• **TASK INPUT**
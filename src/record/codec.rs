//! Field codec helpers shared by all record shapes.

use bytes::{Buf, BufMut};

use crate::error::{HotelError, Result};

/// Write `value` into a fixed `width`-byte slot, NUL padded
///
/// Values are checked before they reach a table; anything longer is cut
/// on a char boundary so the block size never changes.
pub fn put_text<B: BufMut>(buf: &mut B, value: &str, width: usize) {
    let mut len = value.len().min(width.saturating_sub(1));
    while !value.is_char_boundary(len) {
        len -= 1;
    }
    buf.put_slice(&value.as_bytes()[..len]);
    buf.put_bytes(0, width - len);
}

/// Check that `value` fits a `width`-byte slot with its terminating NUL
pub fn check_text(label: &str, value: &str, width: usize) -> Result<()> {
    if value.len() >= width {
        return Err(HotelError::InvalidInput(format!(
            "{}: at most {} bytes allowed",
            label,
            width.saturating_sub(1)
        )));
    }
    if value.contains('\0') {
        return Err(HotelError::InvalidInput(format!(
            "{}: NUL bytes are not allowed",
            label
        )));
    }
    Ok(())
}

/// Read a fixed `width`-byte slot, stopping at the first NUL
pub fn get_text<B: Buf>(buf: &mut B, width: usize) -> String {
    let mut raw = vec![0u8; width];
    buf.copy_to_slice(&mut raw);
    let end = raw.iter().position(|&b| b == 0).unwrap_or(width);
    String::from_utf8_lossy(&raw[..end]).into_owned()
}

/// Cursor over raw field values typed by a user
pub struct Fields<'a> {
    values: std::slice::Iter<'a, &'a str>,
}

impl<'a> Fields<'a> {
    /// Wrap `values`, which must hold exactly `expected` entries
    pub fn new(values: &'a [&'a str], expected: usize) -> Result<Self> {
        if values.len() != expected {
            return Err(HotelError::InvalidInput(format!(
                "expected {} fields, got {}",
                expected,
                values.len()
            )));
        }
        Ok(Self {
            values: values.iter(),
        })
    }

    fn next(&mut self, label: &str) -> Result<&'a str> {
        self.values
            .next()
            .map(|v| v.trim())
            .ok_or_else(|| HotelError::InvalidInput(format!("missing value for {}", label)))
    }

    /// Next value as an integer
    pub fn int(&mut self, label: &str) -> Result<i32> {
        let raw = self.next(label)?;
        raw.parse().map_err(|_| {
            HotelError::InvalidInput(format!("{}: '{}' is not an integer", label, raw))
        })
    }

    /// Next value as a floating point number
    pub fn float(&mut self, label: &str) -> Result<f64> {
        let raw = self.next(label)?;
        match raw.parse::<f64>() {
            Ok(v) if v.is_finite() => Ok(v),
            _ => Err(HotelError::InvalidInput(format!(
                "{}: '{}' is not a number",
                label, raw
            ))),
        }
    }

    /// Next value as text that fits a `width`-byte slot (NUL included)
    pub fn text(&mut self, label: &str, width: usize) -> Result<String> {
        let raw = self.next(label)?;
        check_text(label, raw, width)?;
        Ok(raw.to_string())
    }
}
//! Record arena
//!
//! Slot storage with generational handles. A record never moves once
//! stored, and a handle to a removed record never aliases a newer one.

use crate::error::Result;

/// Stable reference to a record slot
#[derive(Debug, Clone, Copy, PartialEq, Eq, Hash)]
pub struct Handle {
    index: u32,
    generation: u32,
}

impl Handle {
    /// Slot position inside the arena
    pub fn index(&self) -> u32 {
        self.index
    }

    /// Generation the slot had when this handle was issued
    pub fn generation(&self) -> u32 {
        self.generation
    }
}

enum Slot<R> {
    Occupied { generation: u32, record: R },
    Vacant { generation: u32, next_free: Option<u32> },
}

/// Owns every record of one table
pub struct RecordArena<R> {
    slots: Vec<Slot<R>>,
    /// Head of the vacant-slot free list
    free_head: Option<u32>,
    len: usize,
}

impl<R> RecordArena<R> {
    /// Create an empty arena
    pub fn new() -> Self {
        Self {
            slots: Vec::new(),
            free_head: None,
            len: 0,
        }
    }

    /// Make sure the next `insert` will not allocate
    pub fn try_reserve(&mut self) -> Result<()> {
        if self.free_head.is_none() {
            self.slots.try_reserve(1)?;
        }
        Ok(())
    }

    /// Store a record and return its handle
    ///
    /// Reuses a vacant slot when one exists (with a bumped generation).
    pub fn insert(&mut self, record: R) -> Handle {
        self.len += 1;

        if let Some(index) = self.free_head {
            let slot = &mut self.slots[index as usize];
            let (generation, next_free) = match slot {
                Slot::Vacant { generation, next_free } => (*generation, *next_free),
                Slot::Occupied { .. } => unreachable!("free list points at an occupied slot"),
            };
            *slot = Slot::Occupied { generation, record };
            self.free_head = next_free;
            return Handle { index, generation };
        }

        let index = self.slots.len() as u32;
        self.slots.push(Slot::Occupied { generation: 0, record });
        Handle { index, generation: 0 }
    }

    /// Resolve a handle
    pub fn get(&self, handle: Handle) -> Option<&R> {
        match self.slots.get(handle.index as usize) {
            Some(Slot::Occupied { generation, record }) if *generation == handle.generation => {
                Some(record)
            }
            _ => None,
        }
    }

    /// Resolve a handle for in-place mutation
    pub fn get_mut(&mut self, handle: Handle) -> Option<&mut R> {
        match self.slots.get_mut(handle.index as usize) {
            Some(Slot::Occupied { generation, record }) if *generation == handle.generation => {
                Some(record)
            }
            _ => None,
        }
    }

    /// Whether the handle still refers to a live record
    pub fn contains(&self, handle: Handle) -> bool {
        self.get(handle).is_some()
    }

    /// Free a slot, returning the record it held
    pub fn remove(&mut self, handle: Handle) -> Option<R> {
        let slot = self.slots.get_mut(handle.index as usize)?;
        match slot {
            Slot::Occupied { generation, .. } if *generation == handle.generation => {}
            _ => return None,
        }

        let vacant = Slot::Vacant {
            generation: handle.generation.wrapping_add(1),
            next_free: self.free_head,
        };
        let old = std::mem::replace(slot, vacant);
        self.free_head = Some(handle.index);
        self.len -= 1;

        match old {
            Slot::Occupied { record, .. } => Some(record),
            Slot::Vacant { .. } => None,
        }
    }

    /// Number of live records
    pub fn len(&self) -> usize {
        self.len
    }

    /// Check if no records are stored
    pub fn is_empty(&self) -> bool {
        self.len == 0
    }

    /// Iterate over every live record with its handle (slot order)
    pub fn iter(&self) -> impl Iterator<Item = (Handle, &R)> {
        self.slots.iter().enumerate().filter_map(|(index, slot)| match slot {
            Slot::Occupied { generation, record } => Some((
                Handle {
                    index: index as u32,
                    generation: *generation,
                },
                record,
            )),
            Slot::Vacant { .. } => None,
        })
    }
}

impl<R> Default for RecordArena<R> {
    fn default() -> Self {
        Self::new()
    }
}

• **ASSIGNMENT**
Retype the records above from the very first line down to the line with "pub fn int(&mut", keeping both of those lines. Include nothing beyond them.

• **RESPONSE TO THE TASK**
filename src/record/codec.rs
//! Field codec helpers shared by all record shapes.

use bytes::{Buf, BufMut};

use crate::error::{HotelError, Result};

/// Write `value` into a fixed `width`-byte slot, NUL padded
///
/// Values are checked before they reach a table; anything longer is cut
/// on a char boundary so the block size never changes.
pub fn put_text<B: BufMut>(buf: &mut B, value: &str, width: usize) {
    let mut len = value.len().min(width.saturating_sub(1));
    while !value.is_char_boundary(len) {
        len -= 1;
    }
    buf.put_slice(&value.as_bytes()[..len]);
    buf.put_bytes(0, width - len);
}

/// Check that `value` fits a `width`-byte slot with its terminating NUL
pub fn check_text(label: &str, value: &str, width: usize) -> Result<()> {
    if value.len() >= width {
        return Err(HotelError::InvalidInput(format!(
            "{}: at most {} bytes allowed",
            label,
            width.saturating_sub(1)
        )));
    }
    if value.contains('\0') {
        return Err(HotelError::InvalidInput(format!(
            "{}: NUL bytes are not allowed",
            label
        )));
    }
    Ok(())
}

/// Read a fixed `width`-byte slot, stopping at the first NUL
pub fn get_text<B: Buf>(buf: &mut B, width: usize) -> String {
    let mut raw = vec![0u8; width];
    buf.copy_to_slice(&mut raw);
    let end = raw.iter().position(|&b| b == 0).unwrap_or(width);
    String::from_utf8_lossy(&raw[..end]).into_owned()
}

/// Cursor over raw field values typed by a user
pub struct Fields<'a> {
    values: std::slice::Iter<'a, &'a str>,
}

impl<'a> Fields<'a> {
    /// Wrap `values`, which must hold exactly `expected` entries
    pub fn new(values: &'a [&'a str], expected: usize) -> Result<Self> {
        if values.len() != expected {
            return Err(HotelError::InvalidInput(format!(
                "expected {} fields, got {}",
                expected,
                values.len()
            )));
        }
        Ok(Self {
            values: values.iter(),
        })
    }

    fn next(&mut self, label: &str) -> Result<&'a str> {
        self.values
            .next()
            .map(|v| v.trim())
            .ok_or_else(|| HotelError::InvalidInput(format!("missing value for {}", label)))
    }

    /// Next value as an integer
    pub fn int(&mut self, label: &str) -> Result<i32> {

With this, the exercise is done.